Some lines of the records below include the word "prompt". Report how many, and write nothing besides the number.
────────
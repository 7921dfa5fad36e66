mod in_memory;
mod postgres;

use std::sync::Arc;

use async_trait::async_trait;
use serde::Deserialize;
use thiserror::Error;
use tracing::{info, warn};

use crate::{
    error::ApiError,
    types::{HistoryItem, HistoryPage, NewHistoryItem, Pagination, QueryMode, User},
};

pub use in_memory::InMemoryHistoryStore;
pub use postgres::PostgresHistoryStore;

pub const DEFAULT_PAGE_LIMIT: u32 = 10;
pub const MAX_PAGE_LIMIT: u32 = 100;

#[derive(Debug, Clone, PartialEq, Eq)]
pub struct HistoryQuery {
    pub page: u32,
    pub limit: u32,
    pub search: Option<String>,
}

impl Default for HistoryQuery {
    fn default() -> Self {
        Self {
            page: 1,
            limit: DEFAULT_PAGE_LIMIT,
            search: None,
        }
    }
}

impl HistoryQuery {
    pub fn offset(&self) -> u64 {
        u64::from(self.page.saturating_sub(1)) * u64::from(self.limit)
    }
}

/// Raw query-string parameters of `GET /api/history`.
#[derive(Debug, Default, Deserialize)]
pub struct HistoryParams {
    pub page: Option<String>,
    pub limit: Option<String>,
    pub query: Option<String>,
}

impl From<HistoryParams> for HistoryQuery {
    fn from(params: HistoryParams) -> Self {
        let page = parse_positive(params.page.as_deref()).unwrap_or(1);
        let limit = parse_positive(params.limit.as_deref())
            .unwrap_or(DEFAULT_PAGE_LIMIT)
            .min(MAX_PAGE_LIMIT);
        let search = params
            .query
            .map(|query| query.trim().to_owned())
            .filter(|query| !query.is_empty());
        Self {
            page,
            limit,
            search,
        }
    }
}

fn parse_positive(raw: Option<&str>) -> Option<u32> {
    raw?.trim().parse::<i64>().ok().map(|value| value.clamp(1, i64::from(u32::MAX)) as u32)
}

#[derive(Debug, Clone, Copy, PartialEq, Eq)]
pub enum DeleteOutcome {
    Deleted,
    NotOwner,
    Missing,
}

/// Row-level persistence for question history.
#[async_trait]
pub trait HistoryStore: Send + Sync {
    /// Items owned by `user_id`, newest first (ties broken by id), with the
    /// filtered total.
    async fn list(&self, user_id: &str, query: &HistoryQuery) -> anyhow::Result<HistoryPage>;

    async fn insert(&self, item: NewHistoryItem) -> anyhow::Result<HistoryItem>;

    /// Deletes `id` only if `user_id` owns it, as a single operation.
    async fn delete_owned(&self, user_id: &str, id: i64) -> anyhow::Result<DeleteOutcome>;
}

#[derive(Debug, Error)]
pub enum HistoryError {
    #[error("Missing required fields")]
    MissingFields,
    #[error("Invalid request body")]
    InvalidBody,
    #[error("Missing required parameter: id")]
    MissingId,
    #[error("Invalid mode: {0}")]
    InvalidMode(String),
    #[error("Unauthorized: You do not have permission to delete this item")]
    Forbidden,
    #[error("Question history item not found")]
    NotFound,
    #[error("history store error: {0}")]
    Store(#[from] anyhow::Error),
}

impl From<HistoryError> for ApiError {
    fn from(error: HistoryError) -> Self {
        match error {
            HistoryError::MissingFields
            | HistoryError::InvalidBody
            | HistoryError::MissingId
            | HistoryError::InvalidMode(_) => ApiError::Validation(error.to_string()),
            HistoryError::Forbidden => ApiError::Forbidden(error.to_string()),
            HistoryError::NotFound => ApiError::NotFound(error.to_string()),
            HistoryError::Store(source) => ApiError::Unexpected(source),
        }
    }
}

#[derive(Debug, Clone, Default, Deserialize)]
pub struct SaveHistoryRequest {
    #[serde(default)]
    pub prompt: Option<String>,
    #[serde(default)]
    pub answer: Option<String>,
    #[serde(default)]
    pub mode: Option<String>,
}

/// A save request that passed validation.
#[derive(Debug, Clone)]
pub struct ValidatedSave {
    prompt: String,
    answer: String,
    mode: QueryMode,
}

impl SaveHistoryRequest {
    /// Parses a raw body. Content type is not checked.
    pub fn from_slice(body: &[u8]) -> Result<Self, HistoryError> {
        serde_json::from_slice(body).map_err(|_| HistoryError::InvalidBody)
    }

    pub fn validate(self) -> Result<ValidatedSave, HistoryError> {
        let prompt = self.prompt.filter(|prompt| !prompt.is_empty());
        let answer = self.answer.filter(|answer| !answer.is_empty());
        let (Some(prompt), Some(answer)) = (prompt, answer) else {
            return Err(HistoryError::MissingFields);
        };
        let mode = match self.mode.as_deref() {
            None | Some("") => QueryMode::Answer,
            Some(raw) => {
                QueryMode::parse(raw).ok_or_else(|| HistoryError::InvalidMode(raw.to_owned()))?
            }
        };
        Ok(ValidatedSave {
            prompt,
            answer,
            mode,
        })
    }
}

/// User-scoped history operations. Every call takes the session-authenticated
/// user; ids supplied by clients are never trusted for ownership.
#[derive(Clone)]
pub struct HistoryService {
    store: Arc<dyn HistoryStore>,
}

impl HistoryService {
    pub fn new(store: Arc<dyn HistoryStore>) -> Self {
        Self { store }
    }

    pub async fn list(
        &self,
        user: &User,
        query: &HistoryQuery,
    ) -> Result<(Vec<HistoryItem>, Pagination), HistoryError> {
        let page = self
            .store
            .list(&user.id, query)
            .await
            .map_err(|error| error.context("failed to fetch question history"))?;
        let pagination = Pagination::new(page.total, query.page, query.limit);
        Ok((page.items, pagination))
    }

    pub async fn save(&self, user: &User, save: ValidatedSave) -> Result<HistoryItem, HistoryError> {
        let item = self
            .store
            .insert(NewHistoryItem {
                user_id: user.id.clone(),
                prompt: save.prompt,
                answer: save.answer,
                mode: save.mode,
            })
            .await
            .map_err(|error| error.context("failed to save question history"))?;
        info!(user_id = %user.id, item_id = item.id, mode = %item.mode, "question history saved");
        Ok(item)
    }

    pub async fn delete(&self, user: &User, id: &str) -> Result<(), HistoryError> {
        let id = id.trim();
        if id.is_empty() {
            return Err(HistoryError::MissingId);
        }
        let Ok(id) = id.parse::<i64>() else {
            return Err(HistoryError::NotFound);
        };

        let outcome = self
            .store
            .delete_owned(&user.id, id)
            .await
            .map_err(|error| error.context("failed to delete question history item"))?;
        match outcome {
            DeleteOutcome::Deleted => {
                info!(user_id = %user.id, item_id = id, "question history item deleted");
                Ok(())
            }
            DeleteOutcome::NotOwner => {
                warn!(user_id = %user.id, item_id = id, "refused delete of foreign history item");
                Err(HistoryError::Forbidden)
            }
            DeleteOutcome::Missing => Err(HistoryError::NotFound),
        }
    }
}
────────
> _OUTPUT_: 6